- [Your goal]:
For the data below, give the number of lines in which "waiting" occurs. Include nothing besides that number.

- [Source data]:
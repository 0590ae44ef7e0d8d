use std::fs;
use std::io;
use std::time::{Duration, Instant};

use log::{debug, trace, warn};

use crate::error::{BarrierError, Result};
use crate::liveness::OwnerStamp;
use crate::role::Role;
use crate::shm::{file_id_of, SharedRegion};
use crate::state::{SharedState, Status};
use crate::sync::{Deadline, Wake};
use crate::uri::BarrierUri;

/// How often a blocked follower checks that its leader is still running.
const LIVENESS_POLL: Duration = Duration::from_millis(250);

/// What currently sits at a barrier URI.
#[derive(Debug, Clone, Copy, PartialEq, Eq)]
pub enum Occupancy {
    Absent,
    /// Open barrier whose leader is still running.
    Live { participant_count: u32 },
    /// Left behind by a leader that closed or died.
    Stale,
}

/// Looks at the URI without attaching to it.
///
/// Fails with [`BarrierError::Corrupt`] if the file there is not a barrier of
/// this layout, so a mistyped URI never leads to someone else's file being
/// deleted.
pub fn inspect(uri: &BarrierUri) -> Result<Occupancy> {
    let region = match SharedRegion::open(uri.path()) {
        Ok(region) => region,
        Err(e) if e.kind() == io::ErrorKind::NotFound => return Ok(Occupancy::Absent),
        Err(e) => return Err(open_error(uri, e)),
    };
    let state = region.state();
    validate(uri, state)?;
    if state.is_live() {
        Ok(Occupancy::Live {
            participant_count: state.participant_count(),
        })
    } else {
        Ok(Occupancy::Stale)
    }
}

/// Removes stale state at `uri`, leaving live barriers alone.
///
/// Returns what was found. When that is [`Occupancy::Stale`] the backing file
/// has been removed.
pub fn reclaim(uri: &str) -> Result<Occupancy> {
    let uri = BarrierUri::parse(uri)?;
    let found = inspect(&uri)?;
    if found == Occupancy::Stale {
        remove_stale(&uri)?;
    }
    Ok(found)
}

/// One participant's handle on a named, process-shared cycle barrier.
///
/// Every participant opens the barrier once, calls [`Barrier::wait`] once per
/// cycle, and closes it at the end. A round completes when all
/// `participant_count` participants have arrived; every waiter of that round
/// gets the same, newly incremented cycle count. The first round returns 1.
pub struct Barrier {
    uri: BarrierUri,
    role: Role,
    participant_count: u32,
    region: Option<SharedRegion>,
    timeout: Option<Duration>,
}

impl Barrier {
    /// Opens the barrier at `uri`.
    ///
    /// # Parameters
    ///
    /// - `uri`: path of the shared backing file, optionally `file://` prefixed
    /// - `role`: [`Role::Leader`] creates the barrier, [`Role::Follower`] attaches
    /// - `participant_count`: processes expected at every round
    ///
    /// # Returns
    ///
    /// - `Ok`: an attached handle
    /// - `Err(NotFound)`: a follower arrived before its leader; retry later
    /// - `Err(AlreadyExists)`: a leader found another live barrier at `uri`
    /// - `Err(MismatchedParticipantCount)`: a follower disagrees with the leader
    pub fn open(uri: &str, role: Role, participant_count: u32) -> Result<Self> {
        let uri = BarrierUri::parse(uri)?;
        if participant_count == 0 {
            return Err(BarrierError::InvalidArgument(format!(
                "barrier {} needs at least one participant",
                uri
            )));
        }
        let region = match role {
            Role::Leader => create(&uri, participant_count)?,
            Role::Follower => attach(&uri, participant_count)?,
        };
        debug!(
            "opened barrier {} as {} for {} participants",
            uri, role, participant_count
        );
        Ok(Self {
            uri,
            role,
            participant_count,
            region: Some(region),
            timeout: None,
        })
    }

    /// Sets the bound used by [`Barrier::wait`]. `None` waits forever.
    pub fn with_timeout(mut self, timeout: Option<Duration>) -> Self {
        self.timeout = timeout;
        self
    }

    pub fn set_timeout(&mut self, timeout: Option<Duration>) {
        self.timeout = timeout;
    }

    pub fn timeout(&self) -> Option<Duration> {
        self.timeout
    }

    /// Blocks until every participant has arrived, then returns the cycle
    /// count of the completed round. Honors the handle's timeout, if any.
    ///
    /// A follower whose leader exits without closing fails with
    /// [`BarrierError::BarrierClosed`] instead of waiting forever.
    pub fn wait(&self) -> Result<u64> {
        self.wait_inner(self.timeout)
    }

    /// Like [`Barrier::wait`] with an explicit bound. On expiry the caller's
    /// arrival is withdrawn and [`BarrierError::BarrierTimeout`] is returned.
    pub fn wait_timeout(&self, timeout: Duration) -> Result<u64> {
        self.wait_inner(Some(timeout))
    }

    fn wait_inner(&self, timeout: Option<Duration>) -> Result<u64> {
        let state = self.state()?;
        let start = Instant::now();
        let mut rounds = state.lock().map_err(|e| self.io(e))?;
        if rounds.owner_died() {
            return Err(self.break_barrier(state));
        }
        if state.status() != Status::Open {
            return Err(self.closed());
        }

        rounds.arrived += 1;
        if rounds.arrived >= self.participant_count {
            rounds.arrived = 0;
            rounds.generation = rounds.generation.wrapping_add(1);
            let cycle = state.advance_cycle();
            state.notify_all();
            trace!("barrier {} released cycle {}", self.uri, cycle);
            return Ok(cycle);
        }

        let generation = rounds.generation;
        loop {
            let slice = match timeout {
                Some(t) => t.saturating_sub(start.elapsed()).min(LIVENESS_POLL),
                None => LIVENESS_POLL,
            };
            let deadline = Deadline::after(slice);
            let wake = rounds.wait(Some(&deadline)).map_err(|e| self.io(e))?;
            if wake == Wake::OwnerDied {
                return Err(self.break_barrier(state));
            }
            // released, possibly at the same moment the deadline passed
            if rounds.generation != generation {
                return Ok(state.cycle());
            }
            if state.status() != Status::Open {
                rounds.arrived = rounds.arrived.saturating_sub(1);
                return Err(self.closed());
            }
            if wake != Wake::TimedOut {
                continue;
            }
            let waited = start.elapsed();
            if timeout.is_some_and(|t| waited >= t) {
                rounds.arrived = rounds.arrived.saturating_sub(1);
                return Err(BarrierError::BarrierTimeout {
                    uri: self.uri.to_string(),
                    cycle: state.cycle() + 1,
                    waited,
                });
            }
            if !self.role.is_leader() && !state.owner().is_alive() {
                warn!(
                    "barrier {}: leader {} exited without closing",
                    self.uri,
                    state.owner().pid
                );
                rounds.arrived = rounds.arrived.saturating_sub(1);
                state.set_status(Status::Closed);
                state.notify_all();
                return Err(self.closed());
            }
        }
    }

    /// Current cycle count, without waiting.
    pub fn cycle(&self) -> Result<u64> {
        Ok(self.state()?.cycle())
    }

    /// Deregisters this participant.
    ///
    /// A leader also marks the barrier closed, wakes every waiter (they fail
    /// with [`BarrierError::BarrierClosed`]) and removes the URI so the next
    /// run starts fresh. Followers that are still attached keep their mapping
    /// until they close. Closing twice is a no-op.
    pub fn close(&mut self) -> Result<()> {
        let region = match self.region.take() {
            Some(region) => region,
            None => return Ok(()),
        };
        let state = region.state();
        let mut rounds = state.lock().map_err(|e| self.io(e))?;
        if rounds.owner_died() {
            warn!("barrier {}: a participant died holding the lock", self.uri);
            state.set_status(Status::Broken);
            state.notify_all();
        }
        rounds.attached = rounds.attached.saturating_sub(1);
        let remaining = rounds.attached;
        if self.role.is_leader() && state.status() == Status::Open {
            state.set_status(Status::Closed);
            state.notify_all();
        }

        // only remove the path if it still names our barrier; holding the
        // lock keeps a stale-state claimer from interleaving
        if self.role.is_leader() {
            match file_id_of(self.uri.path()) {
                Ok(id) if id == region.file_id() => remove_if_present(&self.uri)?,
                Ok(_) => {}
                Err(e) if e.kind() == io::ErrorKind::NotFound => {}
                Err(e) => return Err(self.io(e)),
            }
        }
        drop(rounds);
        debug!(
            "closed barrier {} as {} at cycle {} ({} still attached)",
            self.uri,
            self.role,
            state.cycle(),
            remaining
        );
        Ok(())
    }

    pub fn is_closed(&self) -> bool {
        self.region.is_none()
    }

    pub fn uri(&self) -> &BarrierUri {
        &self.uri
    }

    pub fn role(&self) -> Role {
        self.role
    }

    pub fn participant_count(&self) -> u32 {
        self.participant_count
    }

    fn state(&self) -> Result<&SharedState> {
        match &self.region {
            Some(region) => Ok(region.state()),
            None => Err(self.closed()),
        }
    }

    fn break_barrier(&self, state: &SharedState) -> BarrierError {
        warn!("barrier {}: a participant died holding the lock", self.uri);
        state.set_status(Status::Broken);
        state.notify_all();
        self.closed()
    }

    fn closed(&self) -> BarrierError {
        BarrierError::BarrierClosed {
            uri: self.uri.to_string(),
        }
    }

    fn io(&self, e: io::Error) -> BarrierError {
        BarrierError::io(self.uri.as_str(), e)
    }
}

impl Drop for Barrier {
    fn drop(&mut self) {
        if self.region.is_none() {
            return;
        }
        warn!(
            "{}",
            BarrierError::ResourceLeak {
                uri: self.uri.to_string()
            }
        );
        if let Err(e) = self.close() {
            warn!("closing leaked barrier failed: {}", e);
        }
    }
}

fn create(uri: &BarrierUri, participant_count: u32) -> Result<SharedRegion> {
    match inspect(uri)? {
        Occupancy::Live {
            participant_count: existing,
        } => {
            return Err(BarrierError::AlreadyExists {
                uri: uri.to_string(),
                existing,
                requested: participant_count,
            })
        }
        Occupancy::Stale => remove_stale(uri)?,
        Occupancy::Absent => {}
    }

    let owner = OwnerStamp::current();
    let staging = uri.staging_path(owner.pid as u32);
    // leftover of an earlier process that had our pid and crashed mid-open
    let _ = fs::remove_file(&staging);
    let region = SharedRegion::create(&staging).map_err(|e| BarrierError::io(uri.as_str(), e))?;
    let published = unsafe { region.state().init(participant_count, owner) }
        .and_then(|_| fs::hard_link(&staging, uri.path()));
    let _ = fs::remove_file(&staging);

    match published {
        Ok(()) => Ok(region),
        Err(e) if e.kind() == io::ErrorKind::AlreadyExists => {
            // another leader published first
            let existing = SharedRegion::open(uri.path())
                .map(|r| r.state().participant_count())
                .unwrap_or(0);
            Err(BarrierError::AlreadyExists {
                uri: uri.to_string(),
                existing,
                requested: participant_count,
            })
        }
        Err(e) => Err(BarrierError::io(uri.as_str(), e)),
    }
}

/// Claims the stale state at `uri` under its own lock and removes it.
///
/// At most one caller wins the claim on a given file. Everyone else leaves the
/// path alone and goes on to publish, where the no-replace link decides the
/// single winner.
fn remove_stale(uri: &BarrierUri) -> Result<()> {
    let region = match SharedRegion::open(uri.path()) {
        Ok(region) => region,
        Err(e) if e.kind() == io::ErrorKind::NotFound => return Ok(()),
        Err(e) => return Err(open_error(uri, e)),
    };
    let state = region.state();
    validate(uri, state)?;
    {
        let rounds = state
            .lock()
            .map_err(|e| BarrierError::io(uri.as_str(), e))?;
        if rounds.owner_died() {
            state.set_status(Status::Broken);
            state.notify_all();
        }
        if state.is_live() {
            // someone already published a fresh barrier here
            return Ok(());
        }
        if state.status() == Status::Reclaimed && state.owner().is_alive() {
            debug!("stale barrier {} is being removed by {}", uri, state.owner().pid);
            return Ok(());
        }
        state.claim(OwnerStamp::current());
        state.notify_all();
    }

    warn!("removing stale barrier {}", uri);
    match file_id_of(uri.path()) {
        Ok(id) if id == region.file_id() => remove_if_present(uri),
        Ok(_) => Ok(()),
        Err(e) if e.kind() == io::ErrorKind::NotFound => Ok(()),
        Err(e) => Err(BarrierError::io(uri.as_str(), e)),
    }
}

fn attach(uri: &BarrierUri, participant_count: u32) -> Result<SharedRegion> {
    let region = SharedRegion::open(uri.path()).map_err(|e| open_error(uri, e))?;
    let state = region.state();
    validate(uri, state)?;
    if !state.owner().is_alive() {
        debug!("barrier {} is stale: leader {} is gone", uri, state.owner().pid);
        return Err(not_found(uri));
    }

    let mut rounds = state
        .lock()
        .map_err(|e| BarrierError::io(uri.as_str(), e))?;
    if rounds.owner_died() {
        warn!("barrier {}: a participant died holding the lock", uri);
        state.set_status(Status::Broken);
        state.notify_all();
    }
    if state.status() != Status::Open {
        debug!("barrier {} is no longer open", uri);
        return Err(not_found(uri));
    }
    let expected = state.participant_count();
    if expected != participant_count {
        return Err(BarrierError::MismatchedParticipantCount {
            uri: uri.to_string(),
            expected,
            supplied: participant_count,
        });
    }
    rounds.attached += 1;
    drop(rounds);
    Ok(region)
}

fn validate(uri: &BarrierUri, state: &SharedState) -> Result<()> {
    state.validate().map_err(|reason| BarrierError::Corrupt {
        uri: uri.to_string(),
        reason,
    })
}

fn open_error(uri: &BarrierUri, e: io::Error) -> BarrierError {
    match e.kind() {
        io::ErrorKind::NotFound => not_found(uri),
        io::ErrorKind::InvalidData => BarrierError::Corrupt {
            uri: uri.to_string(),
            reason: e.to_string(),
        },
        _ => BarrierError::io(uri.as_str(), e),
    }
}

fn not_found(uri: &BarrierUri) -> BarrierError {
    BarrierError::NotFound {
        uri: uri.to_string(),
    }
}

fn remove_if_present(uri: &BarrierUri) -> Result<()> {
    match fs::remove_file(uri.path()) {
        Ok(()) => Ok(()),
        Err(e) if e.kind() == io::ErrorKind::NotFound => Ok(()),
        Err(e) => Err(BarrierError::io(uri.as_str(), e)),
    }
}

- [Problem solution]:
2